■ YOUR GOAL ■
Only these lines of the data below are wanted: the one with "pub struct Harness", the one with "let mut backward = faults.backward;", and any lines between them, each repeated exactly.

Saved data entries:
//! In-memory link between a `Sender` and a `ReceiverSession`, with hooks to
//! drop or duplicate datagrams in either direction.

use std::io;
use std::sync::{Arc, Mutex};

use srftp::{encode_ack, ByteSink, Config, Packet, ReceiverSession, Sender, Transport};
use tokio::sync::mpsc;
use tokio::task::JoinHandle;

/// Returns how many copies of a datagram to deliver: 0 drops it.
pub type Forward = Box<dyn FnMut(&Packet) -> usize + Send>;
pub type Backward = Box<dyn FnMut(u32) -> usize + Send>;

pub struct Faults {
    pub forward: Forward,
    pub backward: Backward,
}

impl Default for Faults {
    fn default() -> Self {
        Self {
            forward: Box::new(|_: &Packet| 1),
            backward: Box::new(|_: u32| 1),
        }
    }
}

impl Faults {
    /// Drop the first DATA/EOF carrying `seq`.
    pub fn drop_once(seq: u32) -> Self {
        let mut dropped = false;
        Self {
            forward: Box::new(move |packet: &Packet| {
                if !dropped && packet.seq() == Some(seq) {
                    dropped = true;
                    0
                } else {
                    1
                }
            }),
            ..Self::default()
        }
    }

    /// Drop the first SYNC.
    pub fn drop_first_sync() -> Self {
        let mut dropped = false;
        Self {
            forward: Box::new(move |packet: &Packet| {
                if !dropped && matches!(packet, Packet::Sync { .. }) {
                    dropped = true;
                    0
                } else {
                    1
                }
            }),
            ..Self::default()
        }
    }

    /// Drop the first ack for `seq`.
    pub fn drop_ack_once(seq: u32) -> Self {
        let mut dropped = false;
        Self {
            backward: Box::new(move |ack| {
                if !dropped && ack == seq {
                    dropped = true;
                    0
                } else {
                    1
                }
            }),
            ..Self::default()
        }
    }

    /// Deliver every DATA and EOF twice.
    pub fn duplicate() -> Self {
        Self {
            forward: Box::new(|packet: &Packet| if packet.seq().is_some() { 2 } else { 1 }),
            ..Self::default()
        }
    }
}

pub struct Link {
    to_receiver: mpsc::UnboundedSender<Vec<u8>>,
    from_receiver: mpsc::UnboundedReceiver<Vec<u8>>,
    forward: Forward,
    sent: Arc<Mutex<Vec<Packet>>>,
}

impl Transport for Link {
    async fn send(&mut self, datagram: &[u8]) -> io::Result<()> {
        let packet = Packet::deserialize(datagram).expect("sender built a malformed packet");
        let copies = (self.forward)(&packet);
        self.sent.lock().unwrap().push(packet);
        for _ in 0..copies {
            let _ = self.to_receiver.send(datagram.to_vec());
        }
        Ok(())
    }

    async fn recv(&mut self) -> io::Result<Vec<u8>> {
        self.from_receiver
            .recv()
            .await
            .ok_or_else(|| io::Error::new(io::ErrorKind::BrokenPipe, "receiver gone"))
    }
}

#[derive(Debug, Default)]
pub struct SinkState {
    pub files: Vec<(String, Vec<u8>)>,
    pub open: bool,
}

/// Keeps every received file in memory, shared with the test body.
#[derive(Debug, Clone, Default)]
pub struct SharedSink(pub Arc<Mutex<SinkState>>);

impl SharedSink {
    pub fn files(&self) -> Vec<(String, Vec<u8>)> {
        self.0.lock().unwrap().files.clone()
    }
}

impl ByteSink for SharedSink {
    fn open(&mut self, name: &str) -> anyhow::Result<()> {
        let mut state = self.0.lock().unwrap();
        state.files.push((name.to_string(), Vec::new()));
        state.open = true;
        Ok(())
    }

    fn write(&mut self, bytes: &[u8]) -> anyhow::Result<()> {
        let mut state = self.0.lock().unwrap();
        assert!(state.open, "write to closed sink");
        let (_, data) = state.files.last_mut().expect("no file opened");
        data.extend_from_slice(bytes);
        Ok(())
    }

    fn close(&mut self) -> anyhow::Result<()> {
        self.0.lock().unwrap().open = false;
        Ok(())
    }
}

pub struct Harness {
    pub sender: Sender<Link>,
    pub sink: SharedSink,
    /// Every packet the sender transmitted, drops and resends included.
    pub sent: Arc<Mutex<Vec<Packet>>>,
    /// Extra path into the sender's inbox, for injecting stray acks.
    pub inject: mpsc::UnboundedSender<Vec<u8>>,
    pub receiver: JoinHandle<()>,
}

impl Harness {
    pub fn sent(&self) -> Vec<Packet> {
        self.sent.lock().unwrap().clone()
    }

    /// How many times `seq` went out.
    pub fn transmissions(&self, seq: u32) -> usize {
        self.sent()
            .iter()
            .filter(|packet| packet.seq() == Some(seq))
            .count()
    }
}

pub fn connect(config: Config, base: u32, faults: Faults) -> Harness {
    let (to_receiver, mut inbox) = mpsc::unbounded_channel::<Vec<u8>>();
    let (to_sender, from_receiver) = mpsc::unbounded_channel::<Vec<u8>>();
    let sink = SharedSink::default();
    let sent = Arc::new(Mutex::new(Vec::new()));

    let mut session = ReceiverSession::with_base(sink.clone(), config.window_size, base);
    let replies = to_sender.clone();
    let mut backward = faults.backward;
    let receiver = tokio::spawn(async move {
        while let Some(datagram) = inbox.recv().await {
            let packet = Packet::deserialize(&datagram).unwrap();
            if let Some(ack) = session.on_packet(packet).unwrap() {
                for _ in 0..backward(ack) {
                    let _ = replies.send(encode_ack(ack).to_vec());
                }
            }
        }
    });

    let link = Link {
        to_receiver,
        from_receiver,
        forward: faults.forward,
        sent: sent.clone(),
    };
    Harness {
        sender: Sender::new(link, config),
        sink,
        sent,
        inject: to_sender,
        receiver,
    }
}

/// Deterministic, non-repeating-per-chunk content.
pub fn content(len: usize) -> Vec<u8> {
    (0..len).map(|i| ((i * 31 + i / 1024) % 251) as u8).collect()
}
use std::path::PathBuf;

use thiserror::Error;

#[derive(Error, Debug)]
pub enum Tab2SpaceError {
    #[error("the number of spaces must be greater than 0 (got {0})")]
    InvalidTabSize(i64),

    #[error("could not open file \"{}\": {source}", .path.display())]
    Open {
        path: PathBuf,
        source: std::io::Error,
    },

    #[error("could not read metadata of \"{}\": {source}", .path.display())]
    Metadata {
        path: PathBuf,
        source: std::io::Error,
    },

    #[error("skipping directory \"{}\"", .0.display())]
    IsDirectory(PathBuf),

    #[error("problem reading \"{}\": {source}", .path.display())]
    Read {
        path: PathBuf,
        source: std::io::Error,
    },

    #[error(
        "output for \"{}\" would be too large with {tab_width} spaces per tab",
        .path.display()
    )]
    TooLarge { path: PathBuf, tab_width: usize },

    #[error("could not create file \"{}\": {source}", .path.display())]
    Create {
        path: PathBuf,
        source: std::io::Error,
    },

    #[error("could not write new content to file \"{}\": {source}", .path.display())]
    Write {
        path: PathBuf,
        source: std::io::Error,
    },

    #[error("could not delete original file \"{}\": {source}", .path.display())]
    Remove {
        path: PathBuf,
        source: std::io::Error,
    },
}

pub type Result<T> = std::result::Result<T, Tab2SpaceError>;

■ RESULT OF THE EXERCISE ■
pub struct Harness {
    pub sender: Sender<Link>,
    pub sink: SharedSink,
    /// Every packet the sender transmitted, drops and resends included.
    pub sent: Arc<Mutex<Vec<Packet>>>,
    /// Extra path into the sender's inbox, for injecting stray acks.
    pub inject: mpsc::UnboundedSender<Vec<u8>>,
    pub receiver: JoinHandle<()>,
}

impl Harness {
    pub fn sent(&self) -> Vec<Packet> {
        self.sent.lock().unwrap().clone()
    }

    /// How many times `seq` went out.
    pub fn transmissions(&self, seq: u32) -> usize {
        self.sent()
            .iter()
            .filter(|packet| packet.seq() == Some(seq))
            .count()
    }
}

pub fn connect(config: Config, base: u32, faults: Faults) -> Harness {
    let (to_receiver, mut inbox) = mpsc::unbounded_channel::<Vec<u8>>();
    let (to_sender, from_receiver) = mpsc::unbounded_channel::<Vec<u8>>();
    let sink = SharedSink::default();
    let sent = Arc::new(Mutex::new(Vec::new()));

    let mut session = ReceiverSession::with_base(sink.clone(), config.window_size, base);
    let replies = to_sender.clone();
    let mut backward = faults.backward;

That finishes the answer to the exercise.